Александр Борщаговский - Три тополя
Воронок не пошел на пойменный берег: устроился тут, у шлюза, ближе к пароходам, к деньгам, которые он начнет сегодня копить. Кто-то оставил под устоем заведенную круглую сеточку. Воронок вытащил ее и, когда сошла грязно-табачная пена, увидел на донышке одинокую уклейку. С трудом посадил ее на снасточку — так мал был живец, — прошил жалами двух тройников и распустил спиннинг по струе, недалеко, просто чтобы не лежал без дела.
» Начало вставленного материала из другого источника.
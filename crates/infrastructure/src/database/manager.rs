use std::time::Duration;

use jobservice_core::{config::DatabaseConfig, JobResult};
use sqlx::{postgres::PgPoolOptions, PgPool};
use tracing::info;

use super::postgres::{PostgresJobReporter, PostgresJobStore};

/// Job Store连接池管理
pub struct DatabaseManager {
    pool: PgPool,
}

impl DatabaseManager {
    pub async fn new(config: &DatabaseConfig) -> JobResult<Self> {
        let pool = PgPoolOptions::new()
            .max_connections(config.max_connections)
            .min_connections(config.min_connections)
            .acquire_timeout(Duration::from_secs(config.connection_timeout_seconds))
            .idle_timeout(Duration::from_secs(config.idle_timeout_seconds))
            .connect(&config.url)
            .await?;

        info!(
            "Job Store连接池已创建，最大连接数: {}",
            config.max_connections
        );
        Ok(Self { pool })
    }

    pub fn from_pool(pool: PgPool) -> Self {
        Self { pool }
    }

    pub fn pool(&self) -> &PgPool {
        &self.pool
    }

    pub async fn health_check(&self) -> JobResult<()> {
        sqlx::query("SELECT 1").execute(&self.pool).await?;
        Ok(())
    }

    pub async fn close(&self) {
        self.pool.close().await
    }

    pub fn job_reporter(&self) -> PostgresJobReporter {
        PostgresJobReporter::new(self.pool.clone())
    }

    pub fn job_store(&self) -> PostgresJobStore {
        PostgresJobStore::new(self.pool.clone())
    }
}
Захотелось пошуровать сеткой в «печке» — в каменной, открытой в сторону реки камере внутри устоя, куда к зиме укладывается ближайшая к берегу стальная на подшипниках ферма плотины. Сегодня здесь были вынуты два верхних щита, и в двухметровый проем бешено устремлялась вода. Вверху поток прогибистый, стеклянно-гладкий, прозрачность воды скрадывает яростный полет; миновав плотину, вода левым крылом свергалась в реку, а правым обрушивалась в «печку», ударяла в ее сложенные из каменных блоков стены, бесновалась и кипела.
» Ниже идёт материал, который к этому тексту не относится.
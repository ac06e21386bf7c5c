//! 核心逻辑依赖的外部协作方接口

use async_trait::async_trait;
use jobservice_core::{JobResult, ReportingError};

use crate::headers::MessageHeaders;
use crate::job::{DependentJob, JobFailure, JobRecord};
use crate::job_task_id::JobTaskId;
use crate::message::TaskMessage;

/// Job Store上报接口
///
/// 所有操作都必须幂等：同一逻辑事件被重复投递时不能破坏存储状态。
#[async_trait]
pub trait JobReporter: Send + Sync {
    async fn report_progress(
        &self,
        job_task_id: &JobTaskId,
        percentage: u32,
    ) -> Result<(), ReportingError>;

    /// 返回前置条件因此满足、可以开始执行的作业
    async fn report_complete(
        &self,
        job_task_id: &JobTaskId,
    ) -> Result<Vec<DependentJob>, ReportingError>;

    async fn report_retry(&self, job_task_id: &JobTaskId, detail: &str)
        -> Result<(), ReportingError>;

    async fn report_rejected(
        &self,
        job_task_id: &JobTaskId,
        failure: &JobFailure,
    ) -> Result<(), ReportingError>;

    async fn verify_reachable(&self) -> bool;
}

/// 将信封转发到下一个目的地
#[async_trait]
pub trait ForwardingPort: Send + Sync {
    async fn forward(
        &self,
        destination: &str,
        message: &TaskMessage,
        headers: &MessageHeaders,
    ) -> JobResult<()>;
}

/// 单次发布，返回前必须等到broker确认或超时
#[async_trait]
pub trait MessagePublisher: Send + Sync {
    async fn publish(&self, queue: &str, payload: &[u8], headers: &MessageHeaders)
        -> JobResult<()>;
}

/// 作业记录存储
#[async_trait]
pub trait JobStore: Send + Sync {
    /// 创建作业，返回作业是否可以立即执行（没有未完成的前置作业且无延迟）
    async fn create_job(&self, job: &JobRecord) -> JobResult<bool>;

    async fn delete_job(&self, partition_id: &str, job_id: &str) -> JobResult<()>;
}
Двухпалому не просто забросить медную сетку в «печку», чтобы ее тут же не вынесло и не завело под стальную ферму, где водяной вал искорежит ее. По локоть намотав на левую руку свободный конец веревки, Воронок забросил сетку с края устоя. Теперь важно повременить, не тащить сразу: речная живность шарахнулась по темным углам «печки», надо дать ей время оклематься или дождаться другой, мимохожей рыбы.
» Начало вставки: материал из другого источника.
use serde::{Deserialize, Serialize};

/// 跟踪Worker线程数上下限
pub const MIN_TRACKING_THREADS: usize = 1;
pub const MAX_TRACKING_THREADS: usize = 20;

/// 跟踪代理配置
#[derive(Debug, Clone, Serialize, Deserialize)]
pub struct TrackingConfig {
    /// 跟踪事件使用的任务分类器，同时作为失败来源名称
    pub worker_name: String,
    pub threads: usize,
}

impl Default for TrackingConfig {
    fn default() -> Self {
        Self {
            worker_name: "JobTrackingWorker".to_string(),
            threads: 1,
        }
    }
}

impl TrackingConfig {
    pub fn validate(&self) -> anyhow::Result<()> {
        if self.worker_name.is_empty() {
            return Err(anyhow::anyhow!("跟踪Worker名称不能为空"));
        }

        if !(MIN_TRACKING_THREADS..=MAX_TRACKING_THREADS).contains(&self.threads) {
            return Err(anyhow::anyhow!(
                "跟踪线程数必须在{MIN_TRACKING_THREADS}到{MAX_TRACKING_THREADS}之间"
            ));
        }

        Ok(())
    }
}

/// 任务发布配置
///
/// `status_check_interval_seconds` 保留为字符串，在使用时才解析。
#[derive(Debug, Clone, Serialize, Deserialize)]
pub struct PublisherConfig {
    pub webservice_url: String,
    pub tracking_pipe: String,
    pub status_check_interval_seconds: String,
}

impl Default for PublisherConfig {
    fn default() -> Self {
        Self {
            webservice_url: "http://localhost:8080/job-service/v1".to_string(),
            tracking_pipe: "jobtracking-in".to_string(),
            status_check_interval_seconds: "5".to_string(),
        }
    }
}

impl PublisherConfig {
    pub fn validate(&self) -> anyhow::Result<()> {
        if self.webservice_url.is_empty() {
            return Err(anyhow::anyhow!("作业服务URL不能为空"));
        }

        if self.tracking_pipe.is_empty() {
            return Err(anyhow::anyhow!("跟踪队列名称不能为空"));
        }

        Ok(())
    }
}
Воронок заметил, что носки на ногах разные: коричневый и черный. Выходит, не первый день он их так надевает, под брючинами их было не видать, а поверх солдатских штанов, с искрящимися на солнце булавками, в глаза бьет. Прижав покрепче охлестнутый веревкой локоть, Воронок стряхнул на устой ботинки и стащил носки. Босой ноге приятно на разогретом камне: в войну какая же это удача бывала, если можно было разуться не в сыром окопе, не наспех перемотать успеть портянку, а среди белого дня на теплой, как детство, земле, ощутить ступней, нестесненными пальцами всякую былинку, песчинку, всю ровную, ничего взамен не требующую ласковость земли. Случаи эти он, пожалуй, помнит наперечет, будто праздники какие или важные события жизни. Воронок побродил по устою, как добрый, послушный мерин на привязи. Сквозь серый хлопчатобумажный свитерок с обвисшим воротом солнце уже изрядно пригревало, но и это было Воронку по душе в такой легкий для него, ясный, поворотный в его судьбе день.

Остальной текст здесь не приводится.